The real question is are they all from the same original seedpod/flaskking (and thereafter mericloning of those seedlings thusly produced)? And if so, well then, I wonder if in fact the parents are as they say. There have been cases where the offspring of a putative cross have been clearly something other than specified, assuming a bug pollinated the parent flower before the toothpick got there. The easiest cases to identify have been pure species which have turned out to be obvious hybrids, but there have been numerous such cases before.


----------



## Erythrone (Mar 11, 2012)

Fantastic!!!

Incredible!!!!!!!!!


----------



## Lanmark (Mar 11, 2012)

It's beautiful! Is it fragrant? How often does it bloom? How big is the plant? How do you care for it, Dot? Is it easy or difficult? I feel like a two-year old asking all these questions :rollhappy: and thank you in advance for putting up with me.  This one has certainly piqued my interest!


----------



## W. Beetus (Mar 11, 2012)

Oh wow! That looks amazing.


----------



## SlipperFan (Mar 11, 2012)

Lanmark said:


> It's beautiful! Is it fragrant? How often does it bloom? How big is the plant? How do you care for it, Dot? Is it easy or difficult? I feel like a two-year old asking all these questions :rollhappy: and thank you in advance for putting up with me.  This one has certainly piqued my interest!



Gosh, Mark -- I just got it! It probably will bloom once a year -- typical for Wilsonaras. I'm going to grow it in bright shade, intermediate temps -- until it tells me it doesn't like those conditions.

I did not notice a fragrance. The plant is pretty small, but it's still very young -- first bloom (not a seedling since it's a clone).
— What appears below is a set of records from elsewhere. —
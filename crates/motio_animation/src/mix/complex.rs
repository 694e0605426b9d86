//! Strings with embedded numbers and colors
//!
//! `"translateX(10px) rotate(45deg)"` parses into a literal template with
//! two number slots. Two such strings mix when they hold the same number of
//! numbers and colors; the target's template is used for output.

use super::color::{mix_rgba, Rgba};
use super::{format_number, mix_number};
use regex::Regex;
use std::sync::OnceLock;

/// One animatable slot in a complex value
#[derive(Clone, Debug, PartialEq)]
pub enum Token {
    Number(f64),
    Color(Rgba),
}

impl Token {
    fn is_color(&self) -> bool {
        matches!(self, Token::Color(_))
    }

    fn write(&self, out: &mut String) {
        match self {
            Token::Number(n) => out.push_str(&format_number(*n)),
            Token::Color(color) => out.push_str(&color.to_css()),
        }
    }
}

static COLOR_TOKEN: OnceLock<Regex> = OnceLock::new();
static NUMBER_TOKEN: OnceLock<Regex> = OnceLock::new();

fn color_token() -> &'static Regex {
    COLOR_TOKEN.get_or_init(|| {
        Regex::new(r"(?i)#[0-9a-f]{3,8}\b|(?:rgb|hsl)a?\([^)]*\)").expect("Invalid color token regex")
    })
}

fn number_token() -> &'static Regex {
    NUMBER_TOKEN.get_or_init(|| Regex::new(r"-?(?:\d+(?:\.\d+)?|\.\d+)").expect("Invalid number token regex"))
}

/// A parsed template: `parts.len() == tokens.len() + 1`
#[derive(Clone, Debug, PartialEq)]
pub struct ComplexValue {
    parts: Vec<String>,
    tokens: Vec<Token>,
}

impl ComplexValue {
    pub fn parse(text: &str) -> Self {
        let mut parts = Vec::new();
        let mut tokens = Vec::new();
        let mut literal = String::new();
        let mut last = 0;

        for found in color_token().find_iter(text) {
            let Some(color) = Rgba::parse(found.as_str()) else {
                continue;
            };
            split_numbers(&text[last..found.start()], &mut literal, &mut parts, &mut tokens);
            parts.push(std::mem::take(&mut literal));
            tokens.push(Token::Color(color));
            last = found.end();
        }
        split_numbers(&text[last..], &mut literal, &mut parts, &mut tokens);
        parts.push(literal);

        Self { parts, tokens }
    }

    pub fn tokens(&self) -> &[Token] {
        &self.tokens
    }

    /// No numbers or colors at all
    pub fn is_empty(&self) -> bool {
        self.tokens.is_empty()
    }

    pub fn numbers(&self) -> Vec<f64> {
        self.tokens
            .iter()
            .filter_map(|token| match token {
                Token::Number(n) => Some(*n),
                Token::Color(_) => None,
            })
            .collect()
    }

    pub fn color_count(&self) -> usize {
        self.tokens.iter().filter(|token| token.is_color()).count()
    }

    /// Fill the template with `tokens`, in slot order
    pub fn render(&self, tokens: &[Token]) -> String {
        let mut out = String::new();
        for (index, part) in self.parts.iter().enumerate() {
            out.push_str(part);
            if let Some(token) = tokens.get(index) {
                token.write(&mut out);
            }
        }
        out
    }

    /// Fill the number slots with `numbers`, keeping colors as parsed
    pub fn render_numbers(&self, numbers: &[f64]) -> String {
        let mut numbers = numbers.iter();
        let tokens: Vec<Token> = self
            .tokens
            .iter()
            .map(|token| match token {
                Token::Number(original) => Token::Number(*numbers.next().unwrap_or(original)),
                Token::Color(_) => token.clone(),
            })
            .collect();
        self.render(&tokens)
    }

    /// The same template with every number set to zero
    pub fn zero(&self) -> String {
        let zeros = vec![0.0; self.tokens.len()];
        self.render_numbers(&zeros)
    }
}

fn split_numbers(segment: &str, literal: &mut String, parts: &mut Vec<String>, tokens: &mut Vec<Token>) {
    let mut last = 0;
    for found in number_token().find_iter(segment) {
        let Ok(number) = found.as_str().parse::<f64>() else {
            continue;
        };
        literal.push_str(&segment[last..found.start()]);
        parts.push(std::mem::take(literal));
        tokens.push(Token::Number(number));
        last = found.end();
    }
    literal.push_str(&segment[last..]);
}

/// Build a mixer between two parsed values.
///
/// Returns `None` when they hold different numbers of numbers or colors.
/// Slots are paired by kind and order, so `"#fff 0px"` mixes with
/// `"10px #000"`.
pub fn mix_complex(origin: ComplexValue, target: ComplexValue) -> Option<impl Fn(f64) -> String> {
    if origin.numbers().len() != target.numbers().len() || origin.color_count() != target.color_count() {
        return None;
    }

    let mut origin_numbers = origin.tokens.iter().filter(|token| !token.is_color());
    let mut origin_colors = origin.tokens.iter().filter(|token| token.is_color());

    let mut pairs = Vec::with_capacity(target.tokens.len());
    for token in &target.tokens {
        let from = if token.is_color() {
            origin_colors.next()?
        } else {
            origin_numbers.next()?
        };
        pairs.push((from.clone(), token.clone()));
    }

    Some(move |p: f64| {
        let tokens: Vec<Token> = pairs
            .iter()
            .map(|pair| match pair {
                (Token::Number(a), Token::Number(b)) => Token::Number(mix_number(*a, *b, p)),
                (Token::Color(a), Token::Color(b)) => Token::Color(mix_rgba(a, b, p)),
                (_, to) => to.clone(),
            })
            .collect();
        target.render(&tokens)
    })
}

#[cfg(test)]
mod tests {
    use super::*;

    #[test]
    fn test_parse_template() {
        let value = ComplexValue::parse("translateX(10px) rotate(-45.5deg)");
        assert_eq!(value.numbers(), vec![10.0, -45.5]);
        assert_eq!(value.render_numbers(&[1.0, 2.0]), "translateX(1px) rotate(2deg)");
    }

    #[test]
    fn test_parse_colors_before_numbers() {
        let value = ComplexValue::parse("0px 0px 10px rgba(0, 0, 0, 0.5)");
        assert_eq!(value.numbers(), vec![0.0, 0.0, 10.0]);
        assert_eq!(value.color_count(), 1);
        assert_eq!(value.zero(), "0px 0px 0px rgba(0, 0, 0, 0.5)");
    }

    #[test]
    fn test_mix_shadow() {
        let origin = ComplexValue::parse("0px 0px #000");
        let target = ComplexValue::parse("10px 20px #fff");
        let mix = mix_complex(origin, target).unwrap();
        assert_eq!(mix(0.0), "0px 0px rgba(0, 0, 0, 1)");
        assert_eq!(mix(0.5), "5px 10px rgba(180, 180, 180, 1)");
    }

    #[test]
    fn test_mix_matches_order_by_kind() {
        let origin = ComplexValue::parse("#000 0px");
        let target = ComplexValue::parse("10px #fff");
        let mix = mix_complex(origin, target).unwrap();
        assert_eq!(mix(1.0), "10px rgba(255, 255, 255, 1)");
    }

    #[test]
    fn test_mismatched_counts() {
        let origin = ComplexValue::parse("translateX(0px)");
        let target = ComplexValue::parse("translateX(10px) scale(2)");
        assert!(mix_complex(origin, target).is_none());
    }
}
Wilsonaras are fairly easy to grow. Just don't overwater them after their growth is mature.


----------



## Brian Monk (Mar 14, 2012)

Tenman, I can understand your trepidation about trilobum as a parent. However, I can attest that trilobum is indeed in the background of this plant. As it turns out, trilobum is fastly becoming the new star of hybridizing warmth and heat tolerant intergenerics, and seems to pass on all of its best qualities to its offspring, and is very recessive for size and color. Overall, one of the best parents (grandparents) I know.


----------



## biothanasis (Mar 17, 2012)

Gorgeous!!!


----------